John C. Reilly recalled one incident on a convoluted set at an army base, which included tents, trucks, hundreds of extras, and vintage airplanes taking off. While everyone was preparing to film an important shot, Terry spotted a red-tailed hawk and excitedly told cinematographer John Toll to get the camera. Reilly recalled, “We sat there for five or ten minutes while he got different angles of this bird flying through the sky” (Maher). Steadicam operator Brad Shield noted that Malick promised him a bottle of champagne if he got a shot of a specific eagle, an agreement that both men fulfilled, although Shield griped that Malick’s gift of Australian champagne is subpar to the French version (Maher). In the same interview, Shield said, “Terry wanted it to feel as though the audience has stumbled into the middle of a war” (Young).
On-set drama also unfolded between Malick and his two producers, Geisler and Roberdeau. Unbeknownst to them, Malick included a clause in his contract that they were barred from visiting the set (Young).
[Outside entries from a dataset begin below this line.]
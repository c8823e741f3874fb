//! Field state for the create/update/delete forms and their submit lifecycle.

use crate::chain::{TodoCall, WriteError, WriteReceipt};
use alloy::primitives::U256;
use std::fmt;

pub const DEFAULT_ID: &str = "0";

#[derive(Debug, Clone, Copy, PartialEq, Eq, Hash, Default)]
pub enum FormKind {
    #[default]
    Create,
    Update,
    Delete,
}

impl FormKind {
    pub const ALL: [FormKind; 3] = [FormKind::Create, FormKind::Update, FormKind::Delete];

    pub fn title(self) -> &'static str {
        match self {
            FormKind::Create => "Create",
            FormKind::Update => "Update",
            FormKind::Delete => "Delete",
        }
    }

    pub fn index(self) -> usize {
        match self {
            FormKind::Create => 0,
            FormKind::Update => 1,
            FormKind::Delete => 2,
        }
    }

    pub fn next(self) -> Self {
        match self {
            FormKind::Create => FormKind::Update,
            FormKind::Update => FormKind::Delete,
            FormKind::Delete => FormKind::Create,
        }
    }

    pub fn previous(self) -> Self {
        match self {
            FormKind::Create => FormKind::Delete,
            FormKind::Update => FormKind::Create,
            FormKind::Delete => FormKind::Update,
        }
    }
}

#[derive(Debug, Clone, Copy, PartialEq, Eq)]
pub enum FormField {
    Id,
    Title,
    Description,
}

impl FormField {
    pub fn label(self) -> &'static str {
        match self {
            FormField::Id => "Todo ID",
            FormField::Title => "Todo Title",
            FormField::Description => "Description",
        }
    }
}

#[derive(Debug, Clone, PartialEq, Eq)]
pub enum FormError {
    InvalidId(String),
    Pending,
}

impl fmt::Display for FormError {
    fn fmt(&self, f: &mut fmt::Formatter<'_>) -> fmt::Result {
        match self {
            FormError::InvalidId(input) => {
                write!(f, "\"{input}\" is not a valid todo id (expected a non-negative integer)")
            }
            FormError::Pending => f.write_str("a submission is already in flight"),
        }
    }
}

impl std::error::Error for FormError {}

/// Parses a user-entered todo id. Only plain decimal digits are accepted.
pub fn parse_todo_id(input: &str) -> Result<U256, FormError> {
    let trimmed = input.trim();
    if trimmed.is_empty() || !trimmed.chars().all(|c| c.is_ascii_digit()) {
        return Err(FormError::InvalidId(input.to_string()));
    }
    U256::from_str_radix(trimmed, 10).map_err(|_| FormError::InvalidId(input.to_string()))
}

/// Common surface of the three todo forms.
pub trait TodoForm {
    fn fields(&self) -> &'static [FormField];

    fn value(&self, field: FormField) -> &str;

    fn value_mut(&mut self, field: FormField) -> Option<&mut String>;

    /// Validates the fields into the contract call they describe.
    fn build_call(&self) -> Result<TodoCall, FormError>;

    /// Restores every field to its default.
    fn reset(&mut self);

    fn is_pending(&self) -> bool;

    fn set_pending(&mut self, pending: bool);

    fn begin_submit(&mut self) -> Result<TodoCall, FormError> {
        if self.is_pending() {
            return Err(FormError::Pending);
        }
        let call = self.build_call()?;
        self.set_pending(true);
        Ok(call)
    }

    /// Fields are only reset when the write succeeded.
    fn finish_submit(&mut self, outcome: &Result<WriteReceipt, WriteError>) {
        self.set_pending(false);
        if outcome.is_ok() {
            self.reset();
        }
    }
}

#[derive(Debug, Default, Clone, PartialEq, Eq)]
pub struct CreateTodoForm {
    pub title: String,
    pub description: String,
    pending: bool,
}

impl TodoForm for CreateTodoForm {
    fn fields(&self) -> &'static [FormField] {
        &[FormField::Title, FormField::Description]
    }

    fn value(&self, field: FormField) -> &str {
        match field {
            FormField::Title => &self.title,
            FormField::Description => &self.description,
            FormField::Id => "",
        }
    }

    fn value_mut(&mut self, field: FormField) -> Option<&mut String> {
        match field {
            FormField::Title => Some(&mut self.title),
            FormField::Description => Some(&mut self.description),
            FormField::Id => None,
        }
    }

    fn build_call(&self) -> Result<TodoCall, FormError> {
        Ok(TodoCall::Create {
            title: self.title.clone(),
            description: self.description.clone(),
        })
    }

    fn reset(&mut self) {
        self.title.clear();
        self.description.clear();
    }

    fn is_pending(&self) -> bool {
        self.pending
    }

    fn set_pending(&mut self, pending: bool) {
        self.pending = pending;
    }
}

#[derive(Debug, Clone, PartialEq, Eq)]
pub struct UpdateTodoForm {
    pub id: String,
    pub title: String,
    pub description: String,
    pending: bool,
}

impl Default for UpdateTodoForm {
    fn default() -> Self {
        Self {
            id: DEFAULT_ID.to_string(),
            title: String::new(),
            description: String::new(),
            pending: false,
        }
    }
}

impl TodoForm for UpdateTodoForm {
    fn fields(&self) -> &'static [FormField] {
        &[FormField::Id, FormField::Title, FormField::Description]
    }

    fn value(&self, field: FormField) -> &str {
        match field {
            FormField::Id => &self.id,
            FormField::Title => &self.title,
            FormField::Description => &self.description,
        }
    }

    fn value_mut(&mut self, field: FormField) -> Option<&mut String> {
        Some(match field {
            FormField::Id => &mut self.id,
            FormField::Title => &mut self.title,
            FormField::Description => &mut self.description,
        })
    }

    fn build_call(&self) -> Result<TodoCall, FormError> {
        Ok(TodoCall::Update {
            id: parse_todo_id(&self.id)?,
            title: self.title.clone(),
            description: self.description.clone(),
        })
    }

    fn reset(&mut self) {
        self.id = DEFAULT_ID.to_string();
        self.title.clear();
        self.description.clear();
    }

    fn is_pending(&self) -> bool {
        self.pending
    }

    fn set_pending(&mut self, pending: bool) {
        self.pending = pending;
    }
}

#[derive(Debug, Clone, PartialEq, Eq)]
pub struct DeleteTodoForm {
    pub id: String,
    pending: bool,
}

impl Default for DeleteTodoForm {
    fn default() -> Self {
        Self {
            id: DEFAULT_ID.to_string(),
            pending: false,
        }
    }
}

impl TodoForm for DeleteTodoForm {
    fn fields(&self) -> &'static [FormField] {
        &[FormField::Id]
    }

    fn value(&self, field: FormField) -> &str {
        match field {
            FormField::Id => &self.id,
            FormField::Title | FormField::Description => "",
        }
    }

    fn value_mut(&mut self, field: FormField) -> Option<&mut String> {
        match field {
            FormField::Id => Some(&mut self.id),
            FormField::Title | FormField::Description => None,
        }
    }

    fn build_call(&self) -> Result<TodoCall, FormError> {
        Ok(TodoCall::Delete {
            id: parse_todo_id(&self.id)?,
        })
    }

    fn reset(&mut self) {
        self.id = DEFAULT_ID.to_string();
    }

    fn is_pending(&self) -> bool {
        self.pending
    }

    fn set_pending(&mut self, pending: bool) {
        self.pending = pending;
    }
}

/// The three forms, each fully independent of the others.
#[derive(Debug, Default)]
pub struct TodoForms {
    pub create: CreateTodoForm,
    pub update: UpdateTodoForm,
    pub delete: DeleteTodoForm,
}

impl TodoForms {
    pub fn get(&self, kind: FormKind) -> &dyn TodoForm {
        match kind {
            FormKind::Create => &self.create,
            FormKind::Update => &self.update,
            FormKind::Delete => &self.delete,
        }
    }

    pub fn get_mut(&mut self, kind: FormKind) -> &mut dyn TodoForm {
        match kind {
            FormKind::Create => &mut self.create,
            FormKind::Update => &mut self.update,
            FormKind::Delete => &mut self.delete,
        }
    }
}

#[cfg(test)]
mod tests {
    use super::*;
    use alloy::primitives::TxHash;

    fn confirmed() -> Result<WriteReceipt, WriteError> {
        Ok(WriteReceipt {
            transaction_hash: TxHash::repeat_byte(0x11),
            block_number: Some(1),
        })
    }

    #[test]
    fn create_builds_positional_call_and_clears_on_success() {
        let mut form = CreateTodoForm {
            title: "Buy milk".into(),
            description: "2%".into(),
            ..Default::default()
        };

        let call = form.begin_submit().unwrap();
        assert_eq!(
            call,
            TodoCall::Create {
                title: "Buy milk".into(),
                description: "2%".into(),
            }
        );
        assert!(form.is_pending());

        form.finish_submit(&confirmed());
        assert_eq!(form.title, "");
        assert_eq!(form.description, "");
        assert!(!form.is_pending());
    }

    #[test]
    fn empty_create_fields_are_sent_as_is() {
        let mut form = CreateTodoForm::default();
        assert_eq!(
            form.begin_submit().unwrap(),
            TodoCall::Create {
                title: String::new(),
                description: String::new(),
            }
        );
    }

    #[test]
    fn failed_write_keeps_fields() {
        let mut form = UpdateTodoForm {
            id: "7".into(),
            title: "X".into(),
            description: "Y".into(),
            ..Default::default()
        };

        form.begin_submit().unwrap();
        form.finish_submit(&Err(WriteError::Reverted(TxHash::repeat_byte(0xee))));

        assert_eq!(form.id, "7");
        assert_eq!(form.title, "X");
        assert_eq!(form.description, "Y");
        assert!(!form.is_pending());
    }

    #[test]
    fn malformed_id_is_rejected_before_pending() {
        for input in ["", "abc", "-1", "4.2", "1e3"] {
            let mut form = DeleteTodoForm {
                id: input.into(),
                ..Default::default()
            };
            assert!(
                matches!(form.begin_submit(), Err(FormError::InvalidId(_))),
                "input {input:?}"
            );
            assert!(!form.is_pending());
            assert_eq!(form.id, input);
        }
    }

    #[test]
    fn parse_todo_id_accepts_full_width_integers() {
        assert_eq!(parse_todo_id(" 42 ").unwrap(), U256::from(42));
        assert_eq!(parse_todo_id("0").unwrap(), U256::ZERO);
        assert_eq!(
            parse_todo_id(&U256::MAX.to_string()).unwrap(),
            U256::MAX
        );
        // one past 2^256 - 1
        let overflow =
            "115792089237316195423570985008687907853269984665640564039457584007913129639936";
        assert!(parse_todo_id(overflow).is_err());
    }

    #[test]
    fn pending_form_rejects_second_submit() {
        let mut form = CreateTodoForm::default();
        form.begin_submit().unwrap();
        assert_eq!(form.begin_submit(), Err(FormError::Pending));
        form.finish_submit(&Err(WriteError::NotConnected));
        assert!(form.begin_submit().is_ok());
    }

    #[test]
    fn forms_are_independent() {
        let mut forms = TodoForms::default();
        if let Some(title) = forms.get_mut(FormKind::Create).value_mut(FormField::Title) {
            title.push_str("mine");
        }
        assert_eq!(forms.create.title, "mine");
        assert_eq!(forms.update.title, "");
        assert_eq!(forms.get(FormKind::Delete).value(FormField::Id), DEFAULT_ID);
        assert!(forms.get_mut(FormKind::Delete).value_mut(FormField::Title).is_none());
    }
}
As an EW writer investigated this story, he received an unsigned letter that called the two producers “imposters and confidence men who have no connection with Mr. Malick” (Young). Malick threatened to remove their names from the credits; eventually, Geisler and Roberdeau were banned from the 1999 Academy Awards ceremony (Michaels 58; Biskind). Geisler, himself, told EW: “I didn’t think [Malick] was capable of a betrayal of this magnitude” (Young).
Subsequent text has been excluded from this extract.